Weekly Culture Collection is a column that gives the best things to eat, see and do near Pepperdine, Malibu and the surrounding Los Angeles area. It’s like The New Yorker’s Goings on About Town section but not as high-brow, and there is no dandy with an eyeglass. It also has nothing to do with New York.
This week’s collection gives the best things to eat, see and do for Halloween weekend.
EAT
Various Locations
Salt & Straw is known for their outlandish ice cream concoctions. Think buttered mashed potatoes for November flavors and their signature Black Olive Brittle & Goat Cheese. Beyond the weird, there is also the good, the spectacular, and perhaps, more fitting, the spooktacular.
Salt & Straw’s Halloween flavors rise to the same level of weird as buttered mashed potatoes, and perhaps, far more strange. “Creepy Crawly Critters” looks like mint chip ice cream at first glance but replace the chips with real dark chocolate covered crickets and coconut toffee-brittle mealworms, and its a concoction fit for a “Fear Factor” competition. There’s also Dracula’s Blood pudding, a mix of spices, cream and real blood pudding fit for, well, likely no real person’s culinary palate.
There are also tamer flavors with nicer names like “The Great Candycopia,” a mélange of homemade candy mixed with butterscotch ice cream, “Freckle and Hyde Potion,” a sorbet of sorts populated with convoluted ingredients (i.e., coconut ash coated pop rocks), and “The Essence of Ghost,” an ambiguously described ice cream described by Salt & Straw as a culinary experience where “jets of tasty gray pass through the deep foggy sherbet.”
SEE
ALL NIGHT HORRORTHON AT THE AERO THEATRE
Oct. 28 — 7:30 p.m.-11 p.m., 1328 Montana Ave, Santa Monica, CA 90403
The Aero Theatre — formerly a 24-hour movie theater for aircraft workers working odd shifts — will be transformed for Halloween into the grounds for a bona fide all-night “Horrorthon.”

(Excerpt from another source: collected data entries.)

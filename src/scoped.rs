use crate::cursor::Cursor;
use crate::error::CursorError;
use crate::sequence::Sequence;
use std::iter::FusedIterator;
use std::ops::{ControlFlow, Deref, DerefMut};
use tracing::{debug, warn};

/// Guard that releases its cursor when dropped
///
/// Dropping happens on every way out of a scope: falling off the end, `break`,
/// `return`, `?` and unwinding panics. The guard also implements [`Iterator`],
/// which is what lets a Rust `for` loop drive the cursor protocol.
///
/// Cursor methods are reachable through `Deref`. Note that `Iterator` has its
/// own `position` method, which is why the cursor exposes its location as
/// [`Cursor::index`].
#[derive(Debug)]
pub struct Scoped<C: Cursor> {
    cursor: C,
}

impl<C: Cursor> Scoped<C> {
    pub fn new(cursor: C) -> Self {
        Scoped { cursor }
    }
}

impl<C: Cursor> Deref for Scoped<C> {
    type Target = C;

    fn deref(&self) -> &C {
        &self.cursor
    }
}

impl<C: Cursor> DerefMut for Scoped<C> {
    fn deref_mut(&mut self) -> &mut C {
        &mut self.cursor
    }
}

impl<C: Cursor> Drop for Scoped<C> {
    fn drop(&mut self) {
        if !self.cursor.is_exhausted() && !self.cursor.is_released() {
            debug!(
                index = ?self.cursor.index(),
                "Releasing cursor before exhaustion"
            );
        }
        self.cursor.release();
    }
}

impl<C: Cursor> Iterator for Scoped<C> {
    type Item = C::Element;

    fn next(&mut self) -> Option<Self::Item> {
        match self.cursor.advance() {
            Ok(true) => match self.cursor.current() {
                Ok(element) => Some(element),
                Err(error) => {
                    warn!(%error, "Cursor advanced but has no current element");
                    None
                }
            },
            Ok(false) => None,
            Err(error) => {
                warn!(%error, "Cursor refused to advance, ending iteration");
                None
            }
        }
    }
}

// Cursors stay exhausted once exhausted and stay released once released
impl<C: Cursor> FusedIterator for Scoped<C> {}

/// Walk a sequence with a fresh cursor, feeding every element to `visit`
///
/// `visit` returns `ControlFlow::Break(value)` to stop early, in which case
/// `Ok(Some(value))` is returned. `Ok(None)` means the whole sequence was
/// visited. Errors from the cursor are converted into `E` through `From`;
/// errors from `visit` are passed through untouched. The cursor is released
/// before this function returns on every path, including panics in `visit`.
pub fn traverse<'seq, S, B, E, F>(sequence: &'seq S, mut visit: F) -> Result<Option<B>, E>
where
    S: Sequence + 'seq,
    E: From<CursorError>,
    F: FnMut(<S::Cursor<'seq> as Cursor>::Element) -> Result<ControlFlow<B>, E>,
{
    let mut cursor = sequence.scoped();
    while cursor.advance()? {
        let element = cursor.current()?;
        if let ControlFlow::Break(value) = visit(element)? {
            return Ok(Some(value));
        }
    }
    Ok(None)
}
//! # SeqCursor - Sequences and Cursors
//!
//! A small traversal library built on two separate roles:
//!
//! - A [`Sequence`] hands out cursors. It keeps no traversal state, so any
//!   number of cursors can walk it at the same time without interfering.
//! - A [`Cursor`] is one forward-only walk: `advance()`, read `current()`,
//!   and `release()` when done.
//!
//! Release is tied to scope through [`Scoped`], which calls `release()` when
//! dropped. That covers normal exhaustion, `break`, early `return`, `?` and
//! unwinding. `Scoped` is also an [`Iterator`], so a plain `for` loop over a
//! sequence follows the full acquire / advance / read / release protocol:
//!
//! ```rust
//! use seqcursor::{ArraySequence, Cursor, Sequence};
//!
//! let numbers = ArraySequence::new(vec![1, 2, 3]);
//!
//! // Sugar
//! let mut total = 0;
//! for value in &numbers {
//!     total += value;
//! }
//! assert_eq!(total, 6);
//!
//! // What the sugar does
//! let mut cursor = numbers.scoped();
//! while cursor.advance()? {
//!     let _value = cursor.current()?;
//! }
//! # Ok::<(), seqcursor::CursorError>(())
//! ```
//!
//! Errors never panic: reading a cursor with no current element, or using a
//! released one, returns [`CursorError`].

pub mod cursor;
pub mod error;
pub mod scoped;
pub mod sequence;
pub mod sequences;

pub use cursor::{Cursor, CursorState};
pub use error::{CursorError, ErrorKind};
pub use scoped::{Scoped, traverse};
pub use sequence::Sequence;
pub use sequences::{
    ArrayCursor, ArraySequence, Boundary, GeneratedSequence, IterCursor, OffsetCursor,
    OffsetSequence,
};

The films shown are not the canonical Halloween flicks, a movie in the “Scream” franchise, a Stephen King movie or a mild Disney Halloween movie like “Halloweentown.” Rather, movies like “An American Werewolf in London,” “Popcorn,” and “The Tingler” are some of the obscure movies at the Horrorthon. Marketed as the “rowdiest and most bizarre sleepover you’ll ever attend” by the Aero Theatre, the “Horrorthon” subverts the traditional sleepover experience and transforms it into something singular and arresting. Free food, giveaways and bizarre special appearances by a wide cast of characters are all part of the all-night “Horrorthon.”
DO
Oct. 27 — 3 p.m. - 5:30 p.m. Malibu Bluffs Park
What kind of carnival begins at 3 p.m. and ends at 6 p.m? A carnival in Malibu, where the median closing time for stores is 4 p.m. and evening plans are obliterated. The annual Malibu Halloween Carnival is perhaps more geared for the young crowd. There’s a costume parade, games and bounce houses that might elicit frowns if eager adults dared to encroach upon what we righteously deign youthful territory. Rightfully so, as an adult in a bounce house surely cannot end well. But there will also also food trucks, like Border Grill and Sweet Suite Dessert Truck that are equally enticing for kids and adults alike, a unifying element in “kid” territory.
It might not be possible to consume Dracula’s Blood Pudding, attend an all-night “Horrorthon” of obscure Halloween films, or crash a kid-friendly Halloween Party in a single weekend. But perhaps a short reprieve from schoolwork and obligations via activities that veer on the fantastic and flavors that more than push the envelope is exactly what is needed to inaugurate an early Halloween celebration.